Every aspect of this project is truly going to have to be a partnership with everybody holding up their end of the bargain. I do, personally, see a lot of jobs being created out of this project. It’s not really something that’s talked about a lot compared to a lot of the other stimulus programs. What more is talked about is the tight timelines and bringing this up, bringing health information exchange structure and EHR adoption up to speed. But, out of all of this, jobs will absolutely be created. We just want to make sure that those jobs go to Ohioans.

A common theme within OHIP is the discussion of community. Why do you see that as being important, and how is the OHIP model addressing that approach?

I think that the OHIP model itself is the epitome of establishing a community around this.

Yesterday I had a speaking engagement with HIMSS. The discussion ended up turning into an hour of questions and answers, in a good way. People were very engaged. They were very excited.

I was there for another hour afterwards just answering individual questions and talking to folks. One woman said to me, “You know, this reminds me of a movement.” She’s like, “This is like you’ve got people coming out of the woodwork looking to volunteer the time and pitch in.” She said, “This truly has the makings of a movement.” When she said that I was thinking to myself, she’s absolutely right.

This is a situation where a lot of people who have wanted this to happen for quite some time see that if this is going to happen, this is it. This is our chance. People on a macro level across Ohio are coming together. What I think we need to make sure happens from this point is that same level of grassroots movement starts to propagate at the individual, local communities level. I think that that is the key to getting this done in not only an aggressive time period, but with less money than truly is needed to ultimately implement this thing. We have to contemplate a different model than the model that’s been used up to this point that, frankly, hasn’t been able to get us there.

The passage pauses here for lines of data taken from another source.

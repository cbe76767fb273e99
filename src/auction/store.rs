//! Auction Store Module
//!
//! In-memory persistence for auctions and bids. Every mutation runs inside one
//! write-lock critical section, so readers never see a half-applied update.

use std::collections::HashMap;

use async_trait::async_trait;
use chrono::{DateTime, Utc};
use tokio::sync::RwLock;
use tracing::error;

use crate::auction::{Auction, AuctionFilter, AuctionRecord, AuctionStatus, Bid};
use crate::error::{AuctionError, Result};

// == Repository Traits ==
/// Operations the use-case layer performs against the store.
#[async_trait]
pub trait AuctionRepository: Send + Sync + 'static {
    async fn create_auction(&self, auction: &Auction) -> Result<()>;
    async fn find_auction_by_id(&self, id: &str) -> Result<Auction>;
    async fn find_auctions(&self, filter: &AuctionFilter) -> Result<Vec<Auction>>;
    /// Closes one auction ahead of its expiry. Returns false if it was already
    /// Completed.
    async fn close_auction(&self, id: &str) -> Result<bool>;
    /// Stores a bid only if its auction is still Active at write time.
    async fn create_bid(&self, bid: &Bid) -> Result<()>;
    async fn find_bids_by_auction_id(&self, auction_id: &str) -> Result<Vec<Bid>>;
    /// Highest bid for an auction; the earliest bid wins ties.
    async fn find_winning_bid(&self, auction_id: &str) -> Result<Bid>;
}

/// Bulk expiry transition, used only by the sweeper.
#[async_trait]
pub trait ExpirationStore: Send + Sync + 'static {
    /// Marks every Active auction created at or before `cutoff` as Completed
    /// in one atomic step. Returns how many auctions changed.
    async fn close_expired(&self, cutoff: DateTime<Utc>) -> Result<u64>;
}

// == Store State ==
#[derive(Debug, Default)]
struct StoreState {
    auctions: HashMap<String, AuctionRecord>,
    bids: HashMap<String, Vec<Bid>>,
}

// == In-Memory Store ==
/// Thread-safe auction store. Constructing it starts nothing in the
/// background; see [`crate::tasks::StoreLifecycle`].
#[derive(Debug, Default)]
pub struct InMemoryAuctionStore {
    state: RwLock<StoreState>,
}

impl InMemoryAuctionStore {
    // == Constructor ==
    pub fn new() -> Self {
        Self::default()
    }

    // == Length ==
    /// Returns the number of stored auctions.
    pub async fn len(&self) -> usize {
        self.state.read().await.auctions.len()
    }

    // == Is Empty ==
    pub async fn is_empty(&self) -> bool {
        self.state.read().await.auctions.is_empty()
    }

    // == Records ==
    /// Snapshot of every persisted record, ordered by creation time then id.
    pub async fn records(&self) -> Vec<AuctionRecord> {
        let state = self.state.read().await;
        let mut records: Vec<AuctionRecord> = state.auctions.values().cloned().collect();
        records.sort_by(|a, b| a.timestamp.cmp(&b.timestamp).then_with(|| a.id.cmp(&b.id)));
        records
    }
}

#[async_trait]
impl AuctionRepository for InMemoryAuctionStore {
    async fn create_auction(&self, auction: &Auction) -> Result<()> {
        let mut state = self.state.write().await;
        if state.auctions.contains_key(&auction.id) {
            error!("Error trying to insert auction {}: duplicate id", auction.id);
            return Err(AuctionError::Internal(
                "Error trying to insert auction".to_string(),
            ));
        }

        state
            .auctions
            .insert(auction.id.clone(), AuctionRecord::from(auction));
        Ok(())
    }

    async fn find_auction_by_id(&self, id: &str) -> Result<Auction> {
        let state = self.state.read().await;
        let record = state
            .auctions
            .get(id)
            .ok_or_else(|| AuctionError::NotFound(format!("auction {}", id)))?;
        Auction::try_from(record)
    }

    async fn find_auctions(&self, filter: &AuctionFilter) -> Result<Vec<Auction>> {
        let state = self.state.read().await;
        let mut records: Vec<&AuctionRecord> = state
            .auctions
            .values()
            .filter(|record| filter.matches(record))
            .collect();
        records.sort_by(|a, b| a.timestamp.cmp(&b.timestamp).then_with(|| a.id.cmp(&b.id)));

        records.into_iter().map(Auction::try_from).collect()
    }

    async fn close_auction(&self, id: &str) -> Result<bool> {
        let mut state = self.state.write().await;
        let record = state
            .auctions
            .get_mut(id)
            .ok_or_else(|| AuctionError::NotFound(format!("auction {}", id)))?;

        if record.status == AuctionStatus::Completed {
            return Ok(false);
        }
        record.status = AuctionStatus::Completed;
        Ok(true)
    }

    async fn create_bid(&self, bid: &Bid) -> Result<()> {
        let mut state = self.state.write().await;
        let status = state
            .auctions
            .get(&bid.auction_id)
            .map(|record| record.status)
            .ok_or_else(|| AuctionError::NotFound(format!("auction {}", bid.auction_id)))?;

        if status != AuctionStatus::Active {
            return Err(AuctionError::AuctionClosed(bid.auction_id.clone()));
        }

        state
            .bids
            .entry(bid.auction_id.clone())
            .or_default()
            .push(bid.clone());
        Ok(())
    }

    async fn find_bids_by_auction_id(&self, auction_id: &str) -> Result<Vec<Bid>> {
        let state = self.state.read().await;
        Ok(state.bids.get(auction_id).cloned().unwrap_or_default())
    }

    async fn find_winning_bid(&self, auction_id: &str) -> Result<Bid> {
        let state = self.state.read().await;
        if !state.auctions.contains_key(auction_id) {
            return Err(AuctionError::NotFound(format!("auction {}", auction_id)));
        }

        // Bids are appended in acceptance order, so a strict comparison keeps
        // the earliest of equal amounts.
        state
            .bids
            .get(auction_id)
            .and_then(|bids| {
                bids.iter().fold(None::<&Bid>, |best, bid| match best {
                    Some(current) if current.amount >= bid.amount => Some(current),
                    _ => Some(bid),
                })
            })
            .cloned()
            .ok_or_else(|| AuctionError::NotFound(format!("bids for auction {}", auction_id)))
    }
}

#[async_trait]
impl ExpirationStore for InMemoryAuctionStore {
    async fn close_expired(&self, cutoff: DateTime<Utc>) -> Result<u64> {
        let cutoff_secs = cutoff.timestamp();
        let mut state = self.state.write().await;

        let mut modified = 0;
        for record in state.auctions.values_mut() {
            if record.status == AuctionStatus::Active && record.timestamp <= cutoff_secs {
                record.status = AuctionStatus::Completed;
                modified += 1;
            }
        }

        Ok(modified)
    }
}

// == Unit Tests ==
#[cfg(test)]
mod tests {
    use super::*;
    use crate::auction::ProductCondition;
    use chrono::TimeDelta;
    use std::sync::Arc;
    use tokio_test::{assert_err, assert_ok};

    fn auction_at(created_at: DateTime<Utc>) -> Auction {
        Auction::new_at(
            "Camera",
            "Electronics",
            "Mirrorless camera body",
            ProductCondition::New,
            created_at,
        )
        .unwrap()
    }

    fn auction_in(category: &str) -> Auction {
        Auction::new(
            "Camera",
            category,
            "Mirrorless camera body",
            ProductCondition::Refurbished,
        )
        .unwrap()
    }

    #[tokio::test]
    async fn test_store_new() {
        let store = InMemoryAuctionStore::new();
        assert_eq!(store.len().await, 0);
        assert!(store.is_empty().await);
    }

    #[tokio::test]
    async fn test_create_and_find_by_id() {
        let store = InMemoryAuctionStore::new();
        let auction = auction_at(Utc::now());

        assert_ok!(store.create_auction(&auction).await);
        let found = store.find_auction_by_id(&auction.id).await.unwrap();

        assert_eq!(found, auction);
        assert_eq!(store.len().await, 1);
    }

    #[tokio::test]
    async fn test_create_duplicate_id_fails() {
        let store = InMemoryAuctionStore::new();
        let auction = auction_at(Utc::now());

        store.create_auction(&auction).await.unwrap();
        let result = store.create_auction(&auction).await;
        assert!(matches!(result, Err(AuctionError::Internal(_))));
    }

    #[tokio::test]
    async fn test_find_nonexistent() {
        let store = InMemoryAuctionStore::new();
        let result = store.find_auction_by_id("missing").await;
        assert!(matches!(result, Err(AuctionError::NotFound(_))));
    }

    #[tokio::test]
    async fn test_find_auctions_by_filter() {
        let store = InMemoryAuctionStore::new();
        let phone = auction_in("Phones");
        let book = auction_in("Books");
        store.create_auction(&phone).await.unwrap();
        store.create_auction(&book).await.unwrap();
        store.close_auction(&book.id).await.unwrap();

        let all = store.find_auctions(&AuctionFilter::default()).await.unwrap();
        assert_eq!(all.len(), 2);

        let active = store
            .find_auctions(&AuctionFilter {
                status: Some(AuctionStatus::Active),
                category: None,
            })
            .await
            .unwrap();
        assert_eq!(active.len(), 1);
        assert_eq!(active[0].id, phone.id);

        let completed_books = store
            .find_auctions(&AuctionFilter {
                status: Some(AuctionStatus::Completed),
                category: Some("Books".to_string()),
            })
            .await
            .unwrap();
        assert_eq!(completed_books.len(), 1);
        assert_eq!(completed_books[0].id, book.id);
    }

    #[tokio::test]
    async fn test_close_expired_respects_cutoff() {
        let store = InMemoryAuctionStore::new();
        let now = Utc::now();
        let expired = auction_at(now - TimeDelta::seconds(2));
        let fresh = auction_at(now);
        store.create_auction(&expired).await.unwrap();
        store.create_auction(&fresh).await.unwrap();

        let closed = store.close_expired(now - TimeDelta::seconds(1)).await.unwrap();
        assert_eq!(closed, 1);

        let expired = store.find_auction_by_id(&expired.id).await.unwrap();
        let fresh = store.find_auction_by_id(&fresh.id).await.unwrap();
        assert_eq!(expired.status, AuctionStatus::Completed);
        assert_eq!(fresh.status, AuctionStatus::Active);
    }

    #[tokio::test]
    async fn test_close_expired_boundary_is_inclusive() {
        let store = InMemoryAuctionStore::new();
        let auction = auction_at(Utc::now());
        store.create_auction(&auction).await.unwrap();

        assert_eq!(
            store
                .close_expired(auction.created_at - TimeDelta::seconds(1))
                .await
                .unwrap(),
            0
        );
        assert_eq!(store.close_expired(auction.created_at).await.unwrap(), 1);
    }

    #[tokio::test]
    async fn test_close_expired_is_idempotent() {
        let store = InMemoryAuctionStore::new();
        let now = Utc::now();
        for offset in 1..=3 {
            store
                .create_auction(&auction_at(now - TimeDelta::minutes(offset)))
                .await
                .unwrap();
        }

        assert_eq!(store.close_expired(now).await.unwrap(), 3);
        let after_first = store.records().await;

        assert_eq!(store.close_expired(now).await.unwrap(), 0);
        assert_eq!(store.records().await, after_first);

        assert_eq!(store.close_expired(now + TimeDelta::hours(1)).await.unwrap(), 0);
    }

    #[tokio::test]
    async fn test_concurrent_sweeps_close_each_auction_once() {
        let store = Arc::new(InMemoryAuctionStore::new());
        let now = Utc::now();
        for offset in 0..50 {
            store
                .create_auction(&auction_at(now - TimeDelta::seconds(offset)))
                .await
                .unwrap();
        }

        let handles: Vec<_> = (0..8)
            .map(|_| {
                let store = store.clone();
                tokio::spawn(async move { store.close_expired(now).await.unwrap() })
            })
            .collect();

        let mut total = 0;
        for handle in handles {
            total += handle.await.unwrap();
        }

        assert_eq!(total, 50);
        let active = store
            .find_auctions(&AuctionFilter {
                status: Some(AuctionStatus::Active),
                category: None,
            })
            .await
            .unwrap();
        assert!(active.is_empty());
    }

    #[tokio::test]
    async fn test_close_auction_is_one_way() {
        let store = InMemoryAuctionStore::new();
        let auction = auction_at(Utc::now());
        store.create_auction(&auction).await.unwrap();

        assert!(store.close_auction(&auction.id).await.unwrap());
        assert!(!store.close_auction(&auction.id).await.unwrap());
        assert_eq!(store.close_expired(Utc::now()).await.unwrap(), 0);

        let found = store.find_auction_by_id(&auction.id).await.unwrap();
        assert_eq!(found.status, AuctionStatus::Completed);
        assert_err!(store.close_auction("missing").await);
    }

    #[tokio::test]
    async fn test_bid_accepted_while_active() {
        let store = InMemoryAuctionStore::new();
        let auction = auction_at(Utc::now());
        store.create_auction(&auction).await.unwrap();

        let bid = Bid::new("user-1", &auction.id, 100.0).unwrap();
        assert_ok!(store.create_bid(&bid).await);

        let bids = store.find_bids_by_auction_id(&auction.id).await.unwrap();
        assert_eq!(bids, vec![bid]);
    }

    #[tokio::test]
    async fn test_bid_rejected_after_close() {
        let store = InMemoryAuctionStore::new();
        let auction = auction_at(Utc::now() - TimeDelta::minutes(10));
        store.create_auction(&auction).await.unwrap();
        store.close_expired(Utc::now()).await.unwrap();

        let bid = Bid::new("user-1", &auction.id, 100.0).unwrap();
        let result = store.create_bid(&bid).await;

        assert!(matches!(result, Err(AuctionError::AuctionClosed(_))));
        assert!(store
            .find_bids_by_auction_id(&auction.id)
            .await
            .unwrap()
            .is_empty());
    }

    #[tokio::test]
    async fn test_bid_on_missing_auction() {
        let store = InMemoryAuctionStore::new();
        let bid = Bid::new("user-1", "missing", 5.0).unwrap();
        let result = store.create_bid(&bid).await;
        assert!(matches!(result, Err(AuctionError::NotFound(_))));
    }

    #[tokio::test]
    async fn test_winning_bid() {
        let store = InMemoryAuctionStore::new();
        let auction = auction_at(Utc::now());
        store.create_auction(&auction).await.unwrap();

        assert!(matches!(
            store.find_winning_bid(&auction.id).await,
            Err(AuctionError::NotFound(_))
        ));

        let low = Bid::new("user-1", &auction.id, 10.0).unwrap();
        let high = Bid::new("user-2", &auction.id, 50.0).unwrap();
        let tie = Bid::new("user-3", &auction.id, 50.0).unwrap();
        for bid in [&low, &high, &tie] {
            store.create_bid(bid).await.unwrap();
        }

        let winner = store.find_winning_bid(&auction.id).await.unwrap();
        assert_eq!(winner.id, high.id);
    }
}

The model that not only I believe, but several individuals who are working within OHIP believe, is getting that community level of involvement — getting physicians within their community working together on this and leaning on each other. The idea of bringing together groups of single practices, bringing those individuals together as a cohort and working through this together, it makes it more cost-effective for us to support that effort in that manner. But even more importantly, it gives them a peer group to work with as they’re working through their own problems. Certainly they can identify with each other going through this at the same time. We absolutely think that’s going to be the key to success in this project.

The next step is really bringing those communities together and helping them not only understand where we’re going with this, but understand that there’s support to help their community.

Are there any other points you’d like to bring up?

I guess just the final point, and perhaps I have spoke about it throughout this discussion, but this is one of those situations where you don’t see something like this very often. Where people who normally either are very strong competitors or have very different positions on how they see the world and how the healthcare system should work, or how health information technology should work — to see all of these individuals come together, not just rhetoric, not just the way that they’re speaking to each other, but truly their actions are showing that this is a partnership.

I’d say in my 20-plus-year career, I have never seen anything like this. It’s quite an honor to be involved and to be participating in this. I think a lot of others feel that way, and I think that’s what’s going to bring us to the dedication that’s needed to get this monumental task done on what is a very aggressive timeline. It’s just a pleasure working with folks on this project.